> Work request:
What is wanted is an exact copy of the lines from the top of the listing through the line containing "use std::collections::BTreeMap;".

> Provided data:
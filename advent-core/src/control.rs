//! Parser for the monster refresh control file (`REFRSH.CTL`).
//!
//! Only spawn lines are read:
//!
//! ```text
//! ; room chance name atk def hp dmg special xp
//! M,84,50,pig,3,2,10,2,,5
//! ```
//!
//! Every other line is ignored. A malformed spawn line is dropped on its own;
//! the rest of the file still loads.

use log::warn;
use serde::{Deserialize, Serialize};
use std::collections::BTreeMap;
use thiserror::Error;

use crate::constants::MONSTER_SLOTS;
use crate::monster::MonsterRecord;
use crate::text::split_lines;

const SPAWN_PREFIX: &str = "M,";
const COMMENT_PREFIX: char = ';';
const SPAWN_FIELDS: usize = 10;

/// One spawn line, before it is reduced to a binary record.
#[derive(Debug, Clone, PartialEq, Eq, Serialize, Deserialize)]
pub struct MonsterSpawn {
    pub room: u16,
    /// Percent chance the engine rolls when refreshing the room.
    pub chance: u16,
    pub name: String,
    pub record: MonsterRecord,
}

#[derive(Debug, Clone, PartialEq, Eq, Error, Serialize)]
pub enum ControlIssue {
    #[error("line {line}: expected {} fields, found {found}", SPAWN_FIELDS)]
    FieldCount { line: usize, found: usize },
    #[error("line {line}: field `{field}` is not a number: `{value}`")]
    NotNumeric {
        line: usize,
        field: &'static str,
        value: String,
    },
    #[error("line {line}: room {room} is beyond the {} monster slots", MONSTER_SLOTS)]
    RoomOutOfRange { line: usize, room: u16 },
    #[error("line {line}: spawn for room {room} replaces an earlier one")]
    Overwritten { line: usize, room: u16 },
}

#[derive(Debug, Clone, Default, PartialEq, Eq)]
pub struct ControlParse {
    pub spawns: BTreeMap<u16, MonsterSpawn>,
    pub issues: Vec<ControlIssue>,
}

impl ControlParse {
    /// The binary records keyed by room, ready for the monster file.
    #[must_use]
    pub fn records(&self) -> BTreeMap<u16, MonsterRecord> {
        self.spawns
            .iter()
            .map(|(&room, spawn)| (room, spawn.record.clone()))
            .collect()
    }
}

fn number<T: std::str::FromStr>(
    line: usize,
    field: &'static str,
    value: &str,
) -> Result<T, ControlIssue> {
    value.trim().parse().map_err(|_| ControlIssue::NotNumeric {
        line,
        field,
        value: value.to_string(),
    })
}

/// Parse one `M,` line.
///
/// # Errors
///
/// Returns the reason the line cannot be used.
pub fn parse_spawn_line(line_no: usize, line: &str) -> Result<MonsterSpawn, ControlIssue> {
    let fields: Vec<&str> = line.split(',').collect();
    if fields.len() != SPAWN_FIELDS {
        return Err(ControlIssue::FieldCount {
            line: line_no,
            found: fields.len(),
        });
    }
    let room: u16 = number(line_no, "room", fields[1])?;
    if room >= MONSTER_SLOTS {
        return Err(ControlIssue::RoomOutOfRange {
            line: line_no,
            room,
        });
    }
    Ok(MonsterSpawn {
        room,
        chance: number(line_no, "chance", fields[2])?,
        name: fields[3].trim().to_string(),
        record: MonsterRecord {
            attack: number(line_no, "attack", fields[4])?,
            defense: number(line_no, "defense", fields[5])?,
            hp: number(line_no, "hp", fields[6])?,
            damage: number(line_no, "damage", fields[7])?,
            special: fields[8].trim().to_string(),
            xp: number(line_no, "xp", fields[9])?,
            flags: 0,
            reserved: 0,
        },
    })
}

/// Parse the whole control file. The last spawn for a room wins.
#[must_use]
pub fn parse_monster_table(text: &str) -> ControlParse {
    let mut parse = ControlParse::default();
    for (index, raw) in split_lines(text).into_iter().enumerate() {
        let line_no = index + 1;
        let line = raw.trim();
        if line.starts_with(COMMENT_PREFIX) || !line.starts_with(SPAWN_PREFIX) {
            continue;
        }
        match parse_spawn_line(line_no, line) {
            Ok(spawn) => {
                let room = spawn.room;
                if parse.spawns.insert(room, spawn).is_some() {
                    warn!("line {line_no}: room {room} already had a spawn; keeping this one");
                    parse.issues.push(ControlIssue::Overwritten {
                        line: line_no,
                        room,
                    });
                }
            }
            Err(issue) => {
                warn!("{issue}");
                parse.issues.push(issue);
            }
        }
    }
    parse
}
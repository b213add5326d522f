//! Pipeline configuration: file names, start room, auxiliary file sizes.

use serde::{Deserialize, Serialize};
use thiserror::Error;

use crate::constants::{DEFAULT_START_ROOM, ROOM_COUNT};

#[derive(Debug, Error)]
pub enum ConfigError {
    #[error("configuration is not valid JSON: {0}")]
    Parse(#[from] serde_json::Error),
    #[error("start_room must be between 1 and {max} (got {value})")]
    StartRoomOutOfRange { value: u16, max: u16 },
    #[error("{field} must name a file")]
    EmptyFileName { field: &'static str },
    #[error("{field} must be at least 1")]
    ZeroRecords { field: &'static str },
}

/// Settings shared by every subcommand.
#[derive(Debug, Clone, PartialEq, Eq, Serialize, Deserialize)]
pub struct PipelineConfig {
    #[serde(default = "PipelineConfig::default_start_room")]
    pub start_room: u16,
    #[serde(default = "PipelineConfig::default_room_dump")]
    pub room_dump: String,
    #[serde(default = "PipelineConfig::default_monster_table")]
    pub monster_table: String,
    #[serde(default = "PipelineConfig::default_room_file")]
    pub room_file: String,
    #[serde(default = "PipelineConfig::default_monster_file")]
    pub monster_file: String,
    #[serde(default = "PipelineConfig::default_character_file")]
    pub character_file: String,
    #[serde(default = "PipelineConfig::default_board_file")]
    pub board_file: String,
    #[serde(default = "PipelineConfig::default_message_file")]
    pub message_file: String,
    #[serde(default = "PipelineConfig::default_character_records")]
    pub character_records: usize,
    #[serde(default = "PipelineConfig::default_board_records")]
    pub board_records: usize,
    #[serde(default = "PipelineConfig::default_message_records")]
    pub message_records: usize,
}

impl PipelineConfig {
    #[must_use]
    pub const fn default_start_room() -> u16 {
        DEFAULT_START_ROOM
    }

    fn default_room_dump() -> String {
        "roomfil.fil".to_string()
    }

    fn default_monster_table() -> String {
        "REFRSH.CTL".to_string()
    }

    fn default_room_file() -> String {
        "ADVENT.DTA".to_string()
    }

    fn default_monster_file() -> String {
        "ADVENT.MON".to_string()
    }

    fn default_character_file() -> String {
        "ADVENT.CHR".to_string()
    }

    fn default_board_file() -> String {
        "BOARD.NTC".to_string()
    }

    fn default_message_file() -> String {
        "MESSAG.NPC".to_string()
    }

    const fn default_character_records() -> usize {
        100
    }

    const fn default_board_records() -> usize {
        512
    }

    const fn default_message_records() -> usize {
        1000
    }

    /// Parse and validate a JSON configuration. Missing fields take defaults.
    ///
    /// # Errors
    ///
    /// Returns `ConfigError` when the JSON is malformed or a value is out of
    /// bounds.
    pub fn from_json(json: &str) -> Result<Self, ConfigError> {
        let config: Self = serde_json::from_str(json)?;
        config.validate()?;
        Ok(config)
    }

    /// # Errors
    ///
    /// Returns `ConfigError` for the first field that violates its bounds.
    pub fn validate(&self) -> Result<(), ConfigError> {
        if !(1..=ROOM_COUNT).contains(&self.start_room) {
            return Err(ConfigError::StartRoomOutOfRange {
                value: self.start_room,
                max: ROOM_COUNT,
            });
        }
        let names = [
            ("room_dump", &self.room_dump),
            ("monster_table", &self.monster_table),
            ("room_file", &self.room_file),
            ("monster_file", &self.monster_file),
            ("character_file", &self.character_file),
            ("board_file", &self.board_file),
            ("message_file", &self.message_file),
        ];
        if let Some((field, _)) = names.iter().find(|(_, name)| name.trim().is_empty()) {
            return Err(ConfigError::EmptyFileName { field: *field });
        }
        let counts = [
            ("character_records", self.character_records),
            ("board_records", self.board_records),
            ("message_records", self.message_records),
        ];
        if let Some((field, _)) = counts.iter().find(|(_, count)| *count == 0) {
            return Err(ConfigError::ZeroRecords { field: *field });
        }
        Ok(())
    }
}

impl Default for PipelineConfig {
    fn default() -> Self {
        Self {
            start_room: Self::default_start_room(),
            room_dump: Self::default_room_dump(),
            monster_table: Self::default_monster_table(),
            room_file: Self::default_room_file(),
            monster_file: Self::default_monster_file(),
            character_file: Self::default_character_file(),
            board_file: Self::default_board_file(),
            message_file: Self::default_message_file(),
            character_records: Self::default_character_records(),
            board_records: Self::default_board_records(),
            message_records: Self::default_message_records(),
        }
    }
}
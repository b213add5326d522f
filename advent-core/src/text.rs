//! Text helpers shared by the salvage parsers and the record codecs.

use crate::constants::PLACEHOLDER;

/// Decode Latin-1 bytes; every byte maps to the code point of the same value.
#[must_use]
pub fn decode_latin1(bytes: &[u8]) -> String {
    bytes.iter().copied().map(char::from).collect()
}

/// Split text on LF, CRLF or bare CR line endings.
///
/// A trailing line terminator does not produce an empty final line.
#[must_use]
pub fn split_lines(text: &str) -> Vec<&str> {
    let mut lines = Vec::new();
    let bytes = text.as_bytes();
    let mut start = 0;
    let mut i = 0;
    while i < bytes.len() {
        match bytes[i] {
            b'\n' => {
                lines.push(&text[start..i]);
                start = i + 1;
            }
            b'\r' => {
                lines.push(&text[start..i]);
                if bytes.get(i + 1) == Some(&b'\n') {
                    i += 1;
                }
                start = i + 1;
            }
            _ => {}
        }
        i += 1;
    }
    if start < bytes.len() {
        lines.push(&text[start..]);
    }
    lines
}

/// Map a string to engine bytes: ASCII `0x01..=0x7F` passes through, anything
/// else (NUL included) becomes the placeholder.
#[must_use]
pub fn to_engine_bytes(value: &str) -> Vec<u8> {
    value
        .chars()
        .map(|c| match u8::try_from(c) {
            Ok(b) if (0x01..=0x7F).contains(&b) => b,
            _ => PLACEHOLDER,
        })
        .collect()
}

/// Copy `src` into `dest`, truncating at the field width. Remaining bytes are
/// left untouched (callers start from a zeroed record).
pub(crate) fn write_field(dest: &mut [u8], src: &[u8]) {
    let len = src.len().min(dest.len());
    dest[..len].copy_from_slice(&src[..len]);
}

/// Read a NUL-padded field: everything up to the first NUL.
#[must_use]
pub(crate) fn read_field(bytes: &[u8]) -> String {
    let end = bytes.iter().position(|&b| b == 0).unwrap_or(bytes.len());
    decode_latin1(&bytes[..end])
}

/// Collapse runs of whitespace and drop non-printable characters.
#[must_use]
pub fn normalize_whitespace(value: &str) -> String {
    value
        .chars()
        .map(|c| if c.is_whitespace() { ' ' } else { c })
        .filter(|c| (' '..='~').contains(c))
        .collect::<String>()
        .split_whitespace()
        .collect::<Vec<_>>()
        .join(" ")
}
//! Configuration for the worker, its cache store and the HTTP front.

use std::path::{Path, PathBuf};

use serde::{Deserialize, Serialize};
use url::Url;

use crate::error::{Error, Result};

/// Default cache generation identifier. Bump the suffix on every deployment.
pub const DEFAULT_CACHE_NAME: &str = "hero-sports-cache-v3";

/// Default page served for HTML navigations that cannot be reached.
pub const DEFAULT_OFFLINE_PAGE: &str = "/offline.html";

const DEFAULT_STATIC_ASSETS: &[&str] = &[
    "/",
    "/index.html",
    "/news.html",
    "/about.html",
    "/contact.html",
    "/admin.html",
    "/offline.html",
    "/manifest.json",
    "/icons/icon-192.png",
    "/icons/icon-512.png",
];

/// Worker tunables: the current cache generation and what it must contain.
#[derive(Debug, Clone, Serialize, Deserialize)]
#[serde(default)]
pub struct WorkerConfig {
    /// Identifier of the current cache generation.
    pub cache_name: String,
    /// Origin the worker serves. Same-origin requests use cache-first.
    pub origin: Url,
    /// Paths that must be cached before installation succeeds.
    pub static_assets: Vec<String>,
    /// Path served when an HTML request cannot be fetched or found in cache.
    pub offline_page: String,
    /// Whether installation asks to skip the waiting phase straight away.
    /// When false, a waiting worker activates once a page posts
    /// `{"type": "SKIP_WAITING"}`.
    pub skip_waiting: bool,
}

impl Default for WorkerConfig {
    fn default() -> Self {
        Self {
            cache_name: DEFAULT_CACHE_NAME.to_string(),
            origin: Url::parse("http://127.0.0.1:8000/").expect("default origin is a valid URL"),
            static_assets: DEFAULT_STATIC_ASSETS.iter().map(|s| (*s).to_string()).collect(),
            offline_page: DEFAULT_OFFLINE_PAGE.to_string(),
            skip_waiting: true,
        }
    }
}

impl WorkerConfig {
    /// Creates a new configuration with default values.
    #[must_use]
    pub fn new() -> Self {
        Self::default()
    }

    /// Sets the cache generation identifier.
    #[must_use]
    pub fn with_cache_name(mut self, name: impl Into<String>) -> Self {
        self.cache_name = name.into();
        self
    }

    /// Sets the worker origin.
    #[must_use]
    pub fn with_origin(mut self, origin: Url) -> Self {
        self.origin = origin;
        self
    }

    /// Sets the static asset list.
    #[must_use]
    pub fn with_static_assets<I, S>(mut self, assets: I) -> Self
    where
        I: IntoIterator<Item = S>,
        S: Into<String>,
    {
        self.static_assets = assets.into_iter().map(Into::into).collect();
        self
    }

    /// Sets the offline fallback page.
    #[must_use]
    pub fn with_offline_page(mut self, page: impl Into<String>) -> Self {
        self.offline_page = page.into();
        self
    }

    /// Sets whether installation skips the waiting phase.
    #[must_use]
    pub const fn with_skip_waiting(mut self, skip: bool) -> Self {
        self.skip_waiting = skip;
        self
    }

    /// Returns true if `path` is one of the static assets.
    #[must_use]
    pub fn is_static_asset(&self, path: &str) -> bool {
        self.static_assets.iter().any(|asset| asset == path)
    }

    /// Resolves a site path against the worker origin.
    ///
    /// # Errors
    ///
    /// Returns an error if the path cannot be joined onto the origin.
    pub fn resolve(&self, path: &str) -> Result<Url> {
        Ok(self.origin.join(path)?)
    }

    /// Checks that the configuration is usable.
    ///
    /// # Errors
    ///
    /// Returns an error for an empty cache name, a non-HTTP origin, or an
    /// asset path that is not absolute.
    pub fn validate(&self) -> Result<()> {
        if self.cache_name.is_empty() {
            return Err(Error::EmptyCacheName);
        }
        if !matches!(self.origin.scheme(), "http" | "https") {
            return Err(Error::Config(format!(
                "origin must be http or https, got {}",
                self.origin
            )));
        }
        if let Some(bad) = self.static_assets.iter().find(|a| !a.starts_with('/')) {
            return Err(Error::Config(format!(
                "static asset paths must start with '/': {bad}"
            )));
        }
        if !self.offline_page.starts_with('/') {
            return Err(Error::Config(format!(
                "offline page must start with '/': {}",
                self.offline_page
            )));
        }
        if !self.is_static_asset(&self.offline_page) {
            log::warn!(
                "Offline page {} is not a static asset; it will only be available once fetched",
                self.offline_page
            );
        }
        Ok(())
    }
}

/// HTTP front configuration.
#[derive(Debug, Clone, Serialize, Deserialize)]
#[serde(default)]
pub struct ServerConfig {
    /// Bind address.
    pub host: String,
    /// Bind port.
    pub port: u16,
}

impl Default for ServerConfig {
    fn default() -> Self {
        Self {
            host: "127.0.0.1".to_string(),
            port: 9723,
        }
    }
}

/// Which cache store implementation to use.
#[derive(Debug, Clone, Copy, PartialEq, Eq, Serialize, Deserialize)]
#[serde(rename_all = "lowercase")]
pub enum StorageBackend {
    /// Process-local, lost on restart.
    Memory,
    /// Persisted under [`StorageConfig::dir`].
    Disk,
}

/// Cache store configuration.
#[derive(Debug, Clone, Serialize, Deserialize)]
#[serde(default)]
pub struct StorageConfig {
    pub backend: StorageBackend,
    /// Root directory for the disk backend.
    pub dir: PathBuf,
}

impl Default for StorageConfig {
    fn default() -> Self {
        let cache_dir = dirs::cache_dir().unwrap_or_else(|| PathBuf::from("."));
        Self {
            backend: StorageBackend::Disk,
            dir: cache_dir.join("offline-worker"),
        }
    }
}

/// Complete application configuration.
#[derive(Debug, Clone, Default, Serialize, Deserialize)]
#[serde(default)]
pub struct AppConfig {
    pub worker: WorkerConfig,
    pub server: ServerConfig,
    pub storage: StorageConfig,
}

impl AppConfig {
    /// Creates a new config with default values.
    #[must_use]
    pub fn new() -> Self {
        Self::default()
    }

    /// Loads configuration from a TOML file. Missing keys take defaults.
    ///
    /// # Errors
    ///
    /// Returns an error if the file cannot be read or parsed.
    pub fn load(path: &Path) -> Result<Self> {
        let contents = std::fs::read_to_string(path)?;
        Ok(toml::from_str(&contents)?)
    }

    /// Loads configuration from `path` if it exists, otherwise defaults.
    ///
    /// # Errors
    ///
    /// Returns an error if the file exists but cannot be read or parsed.
    pub fn load_or_default(path: &Path) -> Result<Self> {
        if path.exists() {
            log::info!("Loading config from {}", path.display());
            Self::load(path)
        } else {
            log::info!("No config at {}, using defaults", path.display());
            Ok(Self::default())
        }
    }

    /// Default config file location.
    #[must_use]
    pub fn default_path() -> PathBuf {
        dirs::config_dir()
            .unwrap_or_else(|| PathBuf::from("."))
            .join("offline-worker")
            .join("config.toml")
    }
}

> Answer below:
filename advent-core/src/control.rs
//! Parser for the monster refresh control file (`REFRSH.CTL`).
//!
//! Only spawn lines are read:
//!
//! ```text
//! ; room chance name atk def hp dmg special xp
//! M,84,50,pig,3,2,10,2,,5
//! ```
//!
//! Every other line is ignored. A malformed spawn line is dropped on its own;
//! the rest of the file still loads.

use log::warn;
use serde::{Deserialize, Serialize};
use std::collections::BTreeMap;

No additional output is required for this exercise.